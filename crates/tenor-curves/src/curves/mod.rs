//! Curve implementations.
//!
//! - [`Curve`]: owns vertices or model parameters and evaluates a [`CurveMethod`](crate::method::CurveMethod)
//! - [`BufferedCurve`]: memoizes another curve's zero rates and rate factors by maturity
//! - [`CurveMap`]: applies a function to another curve's zero rates
//! - [`ComposeProdFactorCurve`], [`ComposeDivFactorCurve`], [`CompositeIRCurve`]:
//!   combine the discount factors of other curves

mod buffered;
mod composite;
mod curve;
mod evaluator;
mod map;

pub use buffered::BufferedCurve;
pub use composite::{ComposeDivFactorCurve, ComposeProdFactorCurve, CompositeIRCurve};
pub use curve::Curve;
pub use map::CurveMap;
-=-=-=-=-
WHAT THE TASK ASKS: Each line of the material above needs repeating verbatim.

ANSWER TO THIS TASK:
filename crates/tenor-curves/src/curves/mod.rs
//! Curve implementations.
//!
//! - [`Curve`]: owns vertices or model parameters and evaluates a [`CurveMethod`](crate::method::CurveMethod)
//! - [`BufferedCurve`]: memoizes another curve's zero rates and rate factors by maturity
//! - [`CurveMap`]: applies a function to another curve's zero rates
//! - [`ComposeProdFactorCurve`], [`ComposeDivFactorCurve`], [`CompositeIRCurve`]:
//!   combine the discount factors of other curves

mod buffered;
mod composite;
mod curve;
mod evaluator;
mod map;

pub use buffered::BufferedCurve;
pub use composite::{ComposeDivFactorCurve, ComposeProdFactorCurve, CompositeIRCurve};
pub use curve::Curve;
pub use map::CurveMap;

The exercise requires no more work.